Ten searchers are expected to work eight hours a day for 35 days to make it through the primary target area, which is roughly the size of two tennis courts, and nine feet deep. The entire search area is 250′ by 125′ and 25 feet deep — that’s roughly two hockey rinks with 25 feet of garbage piled on top.
The estimated time frame could change based on their progress, Woodland Park Police Commander Chris Adams said.
An excavator will remove the trash to another location and lay it out in lines so that searchers can sift through the material, Adams said.
“It’s a slow, methodical search. We don’t want to miss anything.
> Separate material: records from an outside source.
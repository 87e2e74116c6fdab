//! `fjordtiles cache` - cache inspection and maintenance.

use clap::Subcommand;

use fjordtiles::config::ConfigFile;
use fjordtiles::service::TileService;

use crate::error::CliError;

/// Cache subcommands.
#[derive(Debug, Subcommand)]
pub enum CacheAction {
    /// Show how full the tile cache is
    Stats {
        /// Emit machine-readable JSON instead of text
        #[arg(long)]
        json: bool,
    },
    /// Remove every cached tile
    Clear,
}

/// Run a cache subcommand.
pub async fn run(action: CacheAction) -> Result<(), CliError> {
    let config = ConfigFile::load()?;
    let service = TileService::new(&config)?;

    match action {
        CacheAction::Stats { json } => {
            let stats = service.stats().await;
            if json {
                println!("{}", serde_json::to_string_pretty(&stats)?);
            } else {
                println!("Tile cache: {}", config.cache.directory.display());
                println!("  {stats}");
            }
            Ok(())
        }
        CacheAction::Clear => {
            service.clear().await?;
            println!("Tile cache cleared");
            Ok(())
        }
    }
}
I think we owe it to Kelsey and her family to — to be as thorough as we can,” Adams said.
The process resembles the procedure that forensic anthropologists use to search areas.
Searchers typically set up a grid and a create subsections, then remove material layer by layer to another area for closer inspection, said Vicki Wedel, an associate professor of anatomy at Western University of Health Sciences in California.
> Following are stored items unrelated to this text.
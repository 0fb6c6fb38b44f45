//! Market data adapters for the two scanned venues.

mod base;
mod gate;
mod kyber;
mod limiter;
mod mock;
mod utils;
mod venues;

use async_trait::async_trait;
use rust_decimal::Decimal;
use thiserror::Error;

use crate::pricing::SymbolError;

pub use gate::GateIoAdapter;
pub use kyber::KyberAdapter;
pub use limiter::RateLimiter;
pub use mock::{MockQuotes, PriceModel};
pub use venues::Venues;

/// Adapter errors.
#[derive(Debug, Error)]
pub enum AdapterError {
    /// A quote was requested before `connect()`.
    #[error("adapter {0} is not connected")]
    NotConnected(String),

    /// The pair symbol could not be normalized.
    #[error(transparent)]
    Symbol(#[from] SymbolError),

    #[error("request error: {0}")]
    Request(#[from] reqwest::Error),

    #[error("json error: {0}")]
    Json(#[from] serde_json::Error),

    /// Non-success response from the venue.
    #[error("API error: {0}")]
    Api(String),

    /// The venue returned no ticker for the pair.
    #[error("ticker for {0} not found")]
    TickerNotFound(String),

    /// A numeric field could not be parsed as a decimal.
    #[error("invalid number: {0}")]
    InvalidNumber(String),
}

/// Result type for adapter operations.
pub type Result<T> = std::result::Result<T, AdapterError>;

/// MarketDataAdapter fetches current quotes for one venue.
///
/// Live-mode request failures never surface to callers: the adapter logs
/// and answers with a mock quote instead. Only calls made before `connect()`
/// or with an unusable symbol return an error.
#[async_trait]
pub trait MarketDataAdapter: Send + Sync {
    /// Connect prepares the adapter for quoting. An adapter without
    /// credentials or endpoint switches to mock mode for its lifetime.
    async fn connect(&self) -> Result<()>;

    /// Disconnect stops quoting. Safe to call multiple times.
    async fn disconnect(&self) -> Result<()>;

    /// Last traded price for the pair.
    async fn get_price(&self, pair: &str) -> Result<Decimal>;

    /// Quote-asset volume for the pair.
    async fn get_volume(&self, pair: &str) -> Result<Decimal>;

    fn is_connected(&self) -> bool;

    /// True when quotes are synthetic.
    fn is_mock(&self) -> bool;

    /// Venue label stored on opportunities (e.g., "Gate.io").
    fn name(&self) -> &str;
}

#[cfg(test)]
mod tests;
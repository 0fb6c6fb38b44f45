//! Scan pipeline: settings, detection, expiry, statistics and the worker pool
//! that drives them from the job queue.

mod context;
mod detector;
mod error;
mod pool;
mod reaper;
mod settings;
mod stats;
mod worker;

pub use context::{ScanContext, ScanOptions};
pub use detector::{OpportunityDetector, VenueQuote};
pub use error::{PairScanError, ScanError};
pub use pool::{PoolOptions, PoolStats, WorkerPool};
pub use reaper::TtlReaper;
pub use settings::SettingsProvider;
pub use stats::{PriceSummary, ScanTally, StatsRecorder};
pub use worker::ScanWorker;

#[cfg(test)]
mod tests;
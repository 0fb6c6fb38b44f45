//! Storage configuration.

use serde::Deserialize;

/// Persistence settings for pairs, opportunities, stats and settings.
#[derive(Debug, Clone, Deserialize)]
#[serde(default)]
pub struct StorageConfig {
    /// Path to the SQLite database file.
    pub path: String,
    /// Maximum number of pooled connections.
    pub max_connections: u32,
}

impl Default for StorageConfig {
    fn default() -> Self {
        Self {
            path: "scanner.db".to_string(),
            max_connections: 5,
        }
    }
}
Searchers pass the material through a wire mesh so they can look at it as closely as possible, she said. That’s why it takes so long.
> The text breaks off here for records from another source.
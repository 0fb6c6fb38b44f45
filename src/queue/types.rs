//! Queue records and their state machine.

use chrono::{DateTime, Utc};
use serde::{Deserialize, Serialize};
use std::time::Duration;

use crate::domain::{JobStatus, ScanJobPayload, ScanJobResult};

/// The three queues used by the scanner.
#[derive(Debug, Clone, Copy, PartialEq, Eq, Hash, Serialize, Deserialize)]
pub enum QueueName {
    #[serde(rename = "scan.manual")]
    Manual,
    #[serde(rename = "scan.scheduled")]
    Scheduled,
    #[serde(rename = "scan.dead-letter")]
    DeadLetter,
}

impl QueueName {
    /// Queues workers claim from, in priority order.
    pub const WORK: [QueueName; 2] = [QueueName::Manual, QueueName::Scheduled];

    pub fn as_str(&self) -> &'static str {
        match self {
            QueueName::Manual => "scan.manual",
            QueueName::Scheduled => "scan.scheduled",
            QueueName::DeadLetter => "scan.dead-letter",
        }
    }
}

impl std::fmt::Display for QueueName {
    fn fmt(&self, f: &mut std::fmt::Formatter<'_>) -> std::fmt::Result {
        f.write_str(self.as_str())
    }
}

impl std::str::FromStr for QueueName {
    type Err = String;

    fn from_str(s: &str) -> Result<Self, Self::Err> {
        match s {
            "scan.manual" => Ok(QueueName::Manual),
            "scan.scheduled" => Ok(QueueName::Scheduled),
            "scan.dead-letter" => Ok(QueueName::DeadLetter),
            _ => Err(format!("Unknown queue: {}", s)),
        }
    }
}

/// Internal job state.
///
/// `waiting -> active -> completed`, or `active -> delayed -> active` while
/// attempts remain, or `active -> failed` once they run out. Waiting and
/// delayed jobs can also be cancelled straight to `failed`.
#[derive(Debug, Clone, Copy, PartialEq, Eq, Hash)]
pub enum JobState {
    Waiting,
    Delayed,
    Active,
    Completed,
    Failed,
}

impl JobState {
    pub fn as_str(&self) -> &'static str {
        match self {
            JobState::Waiting => "waiting",
            JobState::Delayed => "delayed",
            JobState::Active => "active",
            JobState::Completed => "completed",
            JobState::Failed => "failed",
        }
    }

    /// Externally visible status for this state.
    pub fn status(&self) -> JobStatus {
        match self {
            JobState::Waiting | JobState::Delayed => JobStatus::Queued,
            JobState::Active => JobStatus::Processing,
            JobState::Completed => JobStatus::Completed,
            JobState::Failed => JobStatus::Failed,
        }
    }

    pub fn is_finished(&self) -> bool {
        matches!(self, JobState::Completed | JobState::Failed)
    }
}

impl std::str::FromStr for JobState {
    type Err = String;

    fn from_str(s: &str) -> Result<Self, Self::Err> {
        match s {
            "waiting" => Ok(JobState::Waiting),
            "delayed" => Ok(JobState::Delayed),
            "active" => Ok(JobState::Active),
            "completed" => Ok(JobState::Completed),
            "failed" => Ok(JobState::Failed),
            _ => Err(format!("Unknown job state: {}", s)),
        }
    }
}

/// Attempts and backoff applied to every enqueued job.
#[derive(Debug, Clone, Copy, PartialEq, Eq)]
pub struct RetryPolicy {
    /// Total attempts including the first one.
    pub max_attempts: u32,
    /// Delay before the second attempt; doubled for each further attempt.
    pub initial_backoff: Duration,
}

impl RetryPolicy {
    /// Delay after the given failed attempt (1-based).
    pub fn backoff_after(&self, attempt: u32) -> Duration {
        let exponent = attempt.saturating_sub(1).min(20);
        self.initial_backoff.saturating_mul(1u32 << exponent)
    }
}

impl Default for RetryPolicy {
    fn default() -> Self {
        Self {
            max_attempts: 3,
            initial_backoff: Duration::from_secs(3),
        }
    }
}

/// A job as stored in the queue.
#[derive(Debug, Clone, PartialEq)]
pub struct QueuedJob {
    pub id: String,
    pub queue: QueueName,
    pub payload: ScanJobPayload,
    pub state: JobState,
    /// Attempts started so far.
    pub attempts: u32,
    pub max_attempts: u32,
    /// Earliest time the job may be claimed.
    pub run_at: DateTime<Utc>,
    pub created_at: DateTime<Utc>,
    pub started_at: Option<DateTime<Utc>>,
    pub finished_at: Option<DateTime<Utc>>,
    pub result: Option<ScanJobResult>,
    pub failed_reason: Option<String>,
}

/// What happened to a job after a failed attempt.
#[derive(Debug, Clone, PartialEq)]
pub enum FailOutcome {
    /// The job goes back to the queue after `delay`.
    Retry { attempt: u32, delay: Duration },
    /// Attempts are exhausted; the job was copied to the dead-letter queue.
    DeadLettered(DeadLetterEntry),
}

/// A job that ran out of attempts, with its original payload.
#[derive(Debug, Clone, PartialEq, Serialize, Deserialize)]
#[serde(rename_all = "camelCase")]
pub struct DeadLetterEntry {
    pub job_id: String,
    pub payload: ScanJobPayload,
    pub failed_at: DateTime<Utc>,
    pub reason: String,
    pub attempts: u32,
    pub source_queue: QueueName,
}

/// Job counts per state across the work queues.
#[derive(Debug, Clone, Copy, Default, PartialEq, Eq)]
pub struct QueueDepth {
    pub waiting: u64,
    pub delayed: u64,
    pub active: u64,
    pub completed: u64,
    pub failed: u64,
}

impl QueueDepth {
    /// Jobs not yet finished: waiting + delayed + active.
    pub fn pending(&self) -> u64 {
        self.waiting + self.delayed + self.active
    }
}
An expert from NecroSearch International, which assists law enforcement agencies in searching for human remains, helped the Woodland Police Department narrow down the search area for Berreth, Adams said.
The department did not reveal any more details about how they narrowed the target landfill search area.
Landfills typically work on a grid system, meaning that material from a particular dump truck or garbage can be traced to particular area of a landfill, said Eric Bartelink, a professor of anthropology in the Department of Anthropology, at California State University Chico.
In some instances, a team searching a landfill for remains can narrow the search area based on where the remains are believed to have come from, he said.
What searchers will be looking for
The woman cooperating with law enforcement, a nurse from Idaho named Krystal Lee Kenney, told police that Frazee beat Berreth with a baseball bat and burned her body in a water trough before disposing of her body.
If true, the degree to which her body was burned could determine the amount of bone and tissue left, three forensic anthropologists told CNN.
Burning a body is harder than it may seem, said Natalie R. Langley, an associate professor of anatomy in the Mayo Clinic College of Medicine and Science in Scottsboro, Arizona.
It often takes an extreme blaze — say, a house fire or burning airplane — burning for hours to significantly reduce a body. Otherwise, a fire could leave behind bones and teeth with sufficient DNA for a positive identification, she said.
A fractured bone could be used to identify a person if medical records are available to back it up, said Eric Bartelink, a professor of anthropology in the Department of Anthropology, at California State University Chico.
Surgical implants, such as joint replacements and pacemakers, often have serial numbers that can be traced to the source, he added.
Other factors that could affect the condition of the remains
Landfills are “decompositional microenvironments” unto themselves, Wedel said, meaning they have active animal and insect colonies that can contribute to reducing human remains to bone faster than in other settings, she said.
But how those insects and animals behave depends on the region and climate, she said.
In some instances, cold weather can slow down the speed of decomposition by slowing down the movements of those organisms, Langley said. The depth of a burial can affect decomposition, too, she added — when burials are cool and deep, scavengers and insects can have a hard time reaching the remains, she said.
Why didn’t investigators search this area sooner?
Law enforcement visited the landfill before, said Adams with Woodland Park Police.
But this is the first time investigators have searched it since Kenney told police that Frazee disposed of Berreth’s charred remains either at a dump or in a river.
“As with any investigation, when you get information from somebody you’ve got to go through and corroborate it,” he said. “That takes some time.”
The couple’s 1-year-old daughter, Kaylee, is in the custody of Berreth’s parents.
Correction: This story has been updated with the correct depth of the primary search target area.